Stored items:
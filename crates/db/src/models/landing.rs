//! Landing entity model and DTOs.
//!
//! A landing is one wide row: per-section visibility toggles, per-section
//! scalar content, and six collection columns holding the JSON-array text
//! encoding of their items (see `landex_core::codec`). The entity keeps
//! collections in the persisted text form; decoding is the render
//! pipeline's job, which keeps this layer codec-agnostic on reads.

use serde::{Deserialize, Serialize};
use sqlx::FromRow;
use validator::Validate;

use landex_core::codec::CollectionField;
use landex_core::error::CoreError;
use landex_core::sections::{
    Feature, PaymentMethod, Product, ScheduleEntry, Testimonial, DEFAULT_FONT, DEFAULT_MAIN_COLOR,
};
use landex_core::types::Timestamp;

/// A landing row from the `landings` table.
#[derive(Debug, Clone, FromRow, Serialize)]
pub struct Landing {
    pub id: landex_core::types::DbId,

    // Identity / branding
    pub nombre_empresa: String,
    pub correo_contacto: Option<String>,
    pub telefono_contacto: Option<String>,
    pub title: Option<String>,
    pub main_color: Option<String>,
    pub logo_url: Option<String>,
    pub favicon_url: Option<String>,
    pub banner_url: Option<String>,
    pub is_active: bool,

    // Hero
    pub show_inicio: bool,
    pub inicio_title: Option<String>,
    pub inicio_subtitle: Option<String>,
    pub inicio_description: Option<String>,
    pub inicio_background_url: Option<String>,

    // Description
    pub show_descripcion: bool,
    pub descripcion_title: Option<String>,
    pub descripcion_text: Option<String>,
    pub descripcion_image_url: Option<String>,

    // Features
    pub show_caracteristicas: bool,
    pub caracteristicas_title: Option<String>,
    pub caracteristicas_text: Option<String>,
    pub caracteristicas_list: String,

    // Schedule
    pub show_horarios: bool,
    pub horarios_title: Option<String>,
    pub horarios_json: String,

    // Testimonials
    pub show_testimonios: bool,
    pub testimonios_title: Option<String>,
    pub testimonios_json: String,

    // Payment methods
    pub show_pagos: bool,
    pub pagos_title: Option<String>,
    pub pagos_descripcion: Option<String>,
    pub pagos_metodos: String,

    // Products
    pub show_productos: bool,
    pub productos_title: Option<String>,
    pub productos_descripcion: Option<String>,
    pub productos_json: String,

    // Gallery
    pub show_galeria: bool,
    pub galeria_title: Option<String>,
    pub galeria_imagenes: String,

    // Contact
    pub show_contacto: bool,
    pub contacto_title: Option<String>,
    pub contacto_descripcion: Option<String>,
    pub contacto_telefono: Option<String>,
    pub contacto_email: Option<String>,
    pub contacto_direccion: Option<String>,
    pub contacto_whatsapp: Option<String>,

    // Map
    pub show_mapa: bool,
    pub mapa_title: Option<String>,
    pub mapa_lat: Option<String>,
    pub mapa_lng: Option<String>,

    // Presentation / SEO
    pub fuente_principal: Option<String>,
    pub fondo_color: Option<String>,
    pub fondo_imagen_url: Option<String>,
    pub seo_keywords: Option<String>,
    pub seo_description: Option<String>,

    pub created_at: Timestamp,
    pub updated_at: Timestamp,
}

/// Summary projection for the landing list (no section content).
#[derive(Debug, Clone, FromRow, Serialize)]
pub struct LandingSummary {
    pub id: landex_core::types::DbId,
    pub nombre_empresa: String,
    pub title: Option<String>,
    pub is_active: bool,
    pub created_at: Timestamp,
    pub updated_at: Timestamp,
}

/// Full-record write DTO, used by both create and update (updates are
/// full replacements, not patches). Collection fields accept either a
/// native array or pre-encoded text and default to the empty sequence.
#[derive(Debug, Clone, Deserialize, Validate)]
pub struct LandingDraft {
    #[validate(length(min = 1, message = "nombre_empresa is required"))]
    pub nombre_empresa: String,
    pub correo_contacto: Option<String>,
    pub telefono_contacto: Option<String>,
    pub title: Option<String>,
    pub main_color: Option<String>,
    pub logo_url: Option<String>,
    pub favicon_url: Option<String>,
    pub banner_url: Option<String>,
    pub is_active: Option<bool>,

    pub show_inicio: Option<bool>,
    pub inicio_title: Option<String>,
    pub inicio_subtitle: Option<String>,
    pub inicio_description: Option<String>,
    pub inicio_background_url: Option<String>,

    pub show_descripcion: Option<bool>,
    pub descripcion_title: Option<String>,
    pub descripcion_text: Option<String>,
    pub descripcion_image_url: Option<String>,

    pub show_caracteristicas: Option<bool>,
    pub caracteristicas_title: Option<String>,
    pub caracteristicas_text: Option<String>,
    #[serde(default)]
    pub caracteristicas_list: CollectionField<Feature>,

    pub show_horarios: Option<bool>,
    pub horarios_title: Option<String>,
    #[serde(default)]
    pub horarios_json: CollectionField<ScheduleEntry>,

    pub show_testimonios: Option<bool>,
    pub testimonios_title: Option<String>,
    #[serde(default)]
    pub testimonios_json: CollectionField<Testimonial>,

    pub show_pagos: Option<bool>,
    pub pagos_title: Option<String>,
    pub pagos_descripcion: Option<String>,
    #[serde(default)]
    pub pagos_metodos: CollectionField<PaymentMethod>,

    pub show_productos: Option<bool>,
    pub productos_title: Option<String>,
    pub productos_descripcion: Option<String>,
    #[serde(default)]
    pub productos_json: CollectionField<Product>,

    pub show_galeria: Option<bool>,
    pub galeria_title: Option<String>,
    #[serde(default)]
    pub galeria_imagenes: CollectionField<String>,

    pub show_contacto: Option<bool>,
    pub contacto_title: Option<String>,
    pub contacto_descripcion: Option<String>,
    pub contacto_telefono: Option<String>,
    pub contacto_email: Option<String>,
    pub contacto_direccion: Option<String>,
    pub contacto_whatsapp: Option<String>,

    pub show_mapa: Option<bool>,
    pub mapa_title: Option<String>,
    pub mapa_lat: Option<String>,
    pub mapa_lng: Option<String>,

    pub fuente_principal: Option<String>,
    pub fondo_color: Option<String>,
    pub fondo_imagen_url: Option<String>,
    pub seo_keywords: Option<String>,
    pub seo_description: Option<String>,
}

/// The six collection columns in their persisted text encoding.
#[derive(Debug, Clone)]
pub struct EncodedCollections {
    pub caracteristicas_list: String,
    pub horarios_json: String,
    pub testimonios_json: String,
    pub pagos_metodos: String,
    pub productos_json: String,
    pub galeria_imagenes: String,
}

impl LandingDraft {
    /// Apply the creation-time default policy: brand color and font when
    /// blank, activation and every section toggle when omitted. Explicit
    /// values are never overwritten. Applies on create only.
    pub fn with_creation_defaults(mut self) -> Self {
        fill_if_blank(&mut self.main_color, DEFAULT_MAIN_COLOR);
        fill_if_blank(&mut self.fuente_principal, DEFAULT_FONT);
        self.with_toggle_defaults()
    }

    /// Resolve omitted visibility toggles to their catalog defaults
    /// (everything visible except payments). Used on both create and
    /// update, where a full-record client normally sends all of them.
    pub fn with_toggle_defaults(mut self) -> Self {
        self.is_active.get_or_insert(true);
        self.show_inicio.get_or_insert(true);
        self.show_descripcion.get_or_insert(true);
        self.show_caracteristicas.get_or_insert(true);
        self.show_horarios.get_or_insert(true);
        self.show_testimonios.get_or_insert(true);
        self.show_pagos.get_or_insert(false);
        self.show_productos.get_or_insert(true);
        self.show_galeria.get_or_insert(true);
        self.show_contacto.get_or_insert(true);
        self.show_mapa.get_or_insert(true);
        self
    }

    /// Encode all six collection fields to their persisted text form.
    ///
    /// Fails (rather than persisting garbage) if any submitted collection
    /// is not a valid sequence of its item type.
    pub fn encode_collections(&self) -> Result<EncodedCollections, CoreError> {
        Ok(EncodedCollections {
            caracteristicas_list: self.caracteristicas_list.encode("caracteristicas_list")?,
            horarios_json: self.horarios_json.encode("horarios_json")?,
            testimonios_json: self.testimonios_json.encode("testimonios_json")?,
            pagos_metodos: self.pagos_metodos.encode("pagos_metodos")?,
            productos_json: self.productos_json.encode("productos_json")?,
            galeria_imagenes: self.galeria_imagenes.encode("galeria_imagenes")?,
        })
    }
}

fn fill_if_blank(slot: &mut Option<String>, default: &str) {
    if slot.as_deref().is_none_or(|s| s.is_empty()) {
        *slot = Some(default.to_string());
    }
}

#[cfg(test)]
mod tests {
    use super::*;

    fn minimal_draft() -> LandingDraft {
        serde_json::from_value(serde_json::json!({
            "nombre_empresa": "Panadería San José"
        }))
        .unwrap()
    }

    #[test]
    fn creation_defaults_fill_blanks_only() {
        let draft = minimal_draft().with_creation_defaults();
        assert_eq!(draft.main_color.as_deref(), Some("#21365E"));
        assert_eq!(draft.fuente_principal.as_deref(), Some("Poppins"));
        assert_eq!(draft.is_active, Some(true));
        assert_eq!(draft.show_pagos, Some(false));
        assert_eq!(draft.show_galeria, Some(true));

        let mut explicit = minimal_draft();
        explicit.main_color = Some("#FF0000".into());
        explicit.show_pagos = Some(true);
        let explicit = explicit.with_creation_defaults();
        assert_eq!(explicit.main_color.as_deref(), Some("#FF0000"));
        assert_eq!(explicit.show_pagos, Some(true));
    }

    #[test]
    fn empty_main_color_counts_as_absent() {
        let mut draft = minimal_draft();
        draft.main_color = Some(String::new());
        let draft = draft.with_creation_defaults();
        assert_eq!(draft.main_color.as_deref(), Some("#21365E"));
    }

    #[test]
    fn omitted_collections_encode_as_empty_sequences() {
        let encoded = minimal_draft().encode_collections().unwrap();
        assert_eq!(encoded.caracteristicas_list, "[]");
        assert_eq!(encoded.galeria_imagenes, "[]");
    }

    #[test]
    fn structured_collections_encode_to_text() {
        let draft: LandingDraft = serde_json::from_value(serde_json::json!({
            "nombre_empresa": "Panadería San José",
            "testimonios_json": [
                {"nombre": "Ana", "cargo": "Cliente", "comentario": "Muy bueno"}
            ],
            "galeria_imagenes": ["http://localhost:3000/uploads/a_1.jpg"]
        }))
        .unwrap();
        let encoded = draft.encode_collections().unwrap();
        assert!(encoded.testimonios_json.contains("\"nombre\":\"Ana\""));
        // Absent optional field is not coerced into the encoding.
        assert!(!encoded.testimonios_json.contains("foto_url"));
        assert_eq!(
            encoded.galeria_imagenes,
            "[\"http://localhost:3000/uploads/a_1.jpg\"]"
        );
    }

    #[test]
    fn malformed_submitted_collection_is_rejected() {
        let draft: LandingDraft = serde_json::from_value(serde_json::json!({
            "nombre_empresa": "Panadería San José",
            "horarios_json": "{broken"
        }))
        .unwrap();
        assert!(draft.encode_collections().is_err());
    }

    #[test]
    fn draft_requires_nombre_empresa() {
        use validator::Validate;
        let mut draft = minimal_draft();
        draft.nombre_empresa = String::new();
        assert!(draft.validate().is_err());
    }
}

==

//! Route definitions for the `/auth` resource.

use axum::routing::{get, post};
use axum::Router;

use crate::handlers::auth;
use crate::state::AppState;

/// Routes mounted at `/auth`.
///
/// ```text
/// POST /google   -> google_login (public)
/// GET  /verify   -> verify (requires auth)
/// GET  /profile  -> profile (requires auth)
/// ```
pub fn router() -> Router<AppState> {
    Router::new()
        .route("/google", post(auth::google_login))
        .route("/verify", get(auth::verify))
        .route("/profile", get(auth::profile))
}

*AIM OF THE EXERCISE*
For this data, state how many lines include the word "Clone", with nothing added.

*REPLY*
4